11 May 2021
IDE Group Holdings Plc
("IDE" or the "Company")
Conversion of Loan Notes and Issue of Equity
IDE Group Holdings plc, the mid-market network, cloud and IT managed services provider, announces that it has received conversion notices relating to a portion of the £2,550,000 of IDE Unsecured Convertible Loan Notes 2023 issued in August 2018 ("CLNs") with a conversion price of £0.025 (the "Conversion Price"). £152,481 of the CLNs remain in place.
The conversion notices have been submitted by Kestrel Opportunities and Kestrel Partners LLP for conversion into 78,638,640 and 17,262,120 new ordinary shares of 2.5p each in the Company ("Ordinary Shares") respectively with a conversion date of 7 June 2021.
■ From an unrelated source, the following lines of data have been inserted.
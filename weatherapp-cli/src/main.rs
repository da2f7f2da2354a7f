//! Binary crate for the `weatherapp` command-line client.
//!
//! This crate focuses on:
//! - Parsing CLI arguments
//! - Interactive configuration
//! - Driving the screen stack from the terminal
//! - Human-friendly output formatting

use clap::Parser;

mod app;
mod cli;
mod logging;
mod output;

#[tokio::main]
async fn main() -> anyhow::Result<()> {
    logging::init_tracing();

    let cmd = cli::Cli::parse();
    cmd.run().await
}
Application has been made for the admission of a total of 95,900,760 Ordinary Shares to trading on AIM ("Admission") and it is expected that this will occur on or around 7 June 2021. These shares will rank pari passu in all respects with the Company's existing issued Ordinary Shares.
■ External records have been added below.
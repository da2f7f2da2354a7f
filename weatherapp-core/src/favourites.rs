//! Persisted set of favourite cities.
//!
//! Readers always observe whole snapshots: the current set lives in a
//! `watch` channel and is only replaced after a write has been persisted.

use async_trait::async_trait;
use futures::stream::{self, BoxStream, StreamExt};
use std::{
    fmt::Debug,
    io::ErrorKind,
    path::{Path, PathBuf},
};
use tokio::sync::{Mutex, watch};
use tracing::debug;

use crate::model::City;

#[derive(Debug, thiserror::Error)]
pub enum FavouritesError {
    #[error("failed to access favourites file {}: {source}", path.display())]
    Io {
        path: PathBuf,
        #[source]
        source: std::io::Error,
    },

    #[error("favourites file {} is corrupt: {source}", path.display())]
    Decode {
        path: PathBuf,
        #[source]
        source: serde_json::Error,
    },

    #[error("failed to encode favourites: {0}")]
    Encode(#[source] serde_json::Error),
}

#[async_trait]
pub trait FavouriteStore: Send + Sync + Debug {
    /// Emits the full set once on subscription and again after every change.
    fn observe_favourites(&self) -> BoxStream<'static, Vec<City>>;

    /// Emits whether `city_id` is a favourite, once on subscription and on every flip.
    fn observe_is_favourite(&self, city_id: u32) -> BoxStream<'static, bool>;

    /// Adding a city that is already present is not an error.
    async fn add_favourite(&self, city: &City) -> Result<(), FavouritesError>;

    /// Removing an absent city is not an error.
    async fn remove_favourite(&self, city_id: u32) -> Result<(), FavouritesError>;
}

#[derive(Debug)]
pub struct LocalFavouriteStore {
    path: Option<PathBuf>,
    cities: watch::Sender<Vec<City>>,
    write_lock: Mutex<()>,
}

impl LocalFavouriteStore {
    /// A store that lives only as long as the process.
    pub fn in_memory() -> Self {
        Self::with_cities(None, Vec::new())
    }

    /// Open (or lazily create) a JSON-backed store at `path`.
    pub async fn open(path: impl Into<PathBuf>) -> Result<Self, FavouritesError> {
        let path = path.into();

        let cities = match tokio::fs::read(&path).await {
            Ok(bytes) => serde_json::from_slice(&bytes)
                .map_err(|source| FavouritesError::Decode { path: path.clone(), source })?,
            Err(err) if err.kind() == ErrorKind::NotFound => Vec::new(),
            Err(source) => return Err(FavouritesError::Io { path, source }),
        };

        debug!(path = %path.display(), count = cities.len(), "opened favourites");
        Ok(Self::with_cities(Some(path), cities))
    }

    fn with_cities(path: Option<PathBuf>, cities: Vec<City>) -> Self {
        let (cities, _) = watch::channel(cities);
        Self { path, cities, write_lock: Mutex::new(()) }
    }

    pub fn snapshot(&self) -> Vec<City> {
        self.cities.borrow().clone()
    }

    /// Applies `change` to a copy of the current set; `change` reports whether it did anything.
    async fn update(
        &self,
        change: impl FnOnce(&mut Vec<City>) -> bool,
    ) -> Result<(), FavouritesError> {
        let _guard = self.write_lock.lock().await;

        let mut next = self.cities.borrow().clone();
        if !change(&mut next) {
            return Ok(());
        }

        if let Some(path) = &self.path {
            persist(path, &next).await?;
        }
        self.cities.send_replace(next);
        Ok(())
    }
}

#[async_trait]
impl FavouriteStore for LocalFavouriteStore {
    fn observe_favourites(&self) -> BoxStream<'static, Vec<City>> {
        let rx = self.cities.subscribe();
        stream::unfold((rx, true), |(mut rx, first)| async move {
            if !first && rx.changed().await.is_err() {
                return None;
            }
            let cities = rx.borrow_and_update().clone();
            Some((cities, (rx, false)))
        })
        .boxed()
    }

    fn observe_is_favourite(&self, city_id: u32) -> BoxStream<'static, bool> {
        let rx = self.cities.subscribe();
        stream::unfold((rx, None::<bool>), move |(mut rx, last)| async move {
            loop {
                if last.is_some() && rx.changed().await.is_err() {
                    return None;
                }
                let present = rx.borrow_and_update().iter().any(|c| c.id == city_id);
                if last != Some(present) {
                    return Some((present, (rx, Some(present))));
                }
            }
        })
        .boxed()
    }

    async fn add_favourite(&self, city: &City) -> Result<(), FavouritesError> {
        self.update(|cities| match cities.iter_mut().find(|c| c.id == city.id) {
            Some(existing) if existing == city => false,
            Some(existing) => {
                *existing = city.clone();
                true
            }
            None => {
                cities.push(city.clone());
                true
            }
        })
        .await
    }

    async fn remove_favourite(&self, city_id: u32) -> Result<(), FavouritesError> {
        self.update(|cities| {
            let before = cities.len();
            cities.retain(|c| c.id != city_id);
            cities.len() != before
        })
        .await
    }
}

async fn persist(path: &Path, cities: &[City]) -> Result<(), FavouritesError> {
    let io_err = |source| FavouritesError::Io { path: path.to_path_buf(), source };

    if let Some(parent) = path.parent() {
        tokio::fs::create_dir_all(parent).await.map_err(io_err)?;
    }

    let bytes = serde_json::to_vec_pretty(cities).map_err(FavouritesError::Encode)?;

    // Write then rename so a crash never leaves a half-written file behind.
    let tmp = path.with_extension("json.tmp");
    tokio::fs::write(&tmp, bytes).await.map_err(io_err)?;
    tokio::fs::rename(&tmp, path).await.map_err(io_err)?;
    Ok(())
}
Subsequent to the issue of Ordinary Shares, the Company will have 496,702,792 Ordinary Shares in issue. IDE has no shares in Treasury, therefore this figure may be used by shareholders, from Admission, as the denominator for the calculations by which they will determine if they are required to notify their interest in, or a change in their interest in, the share capital of the Company under the FCA's Disclosure and Transparency Rules.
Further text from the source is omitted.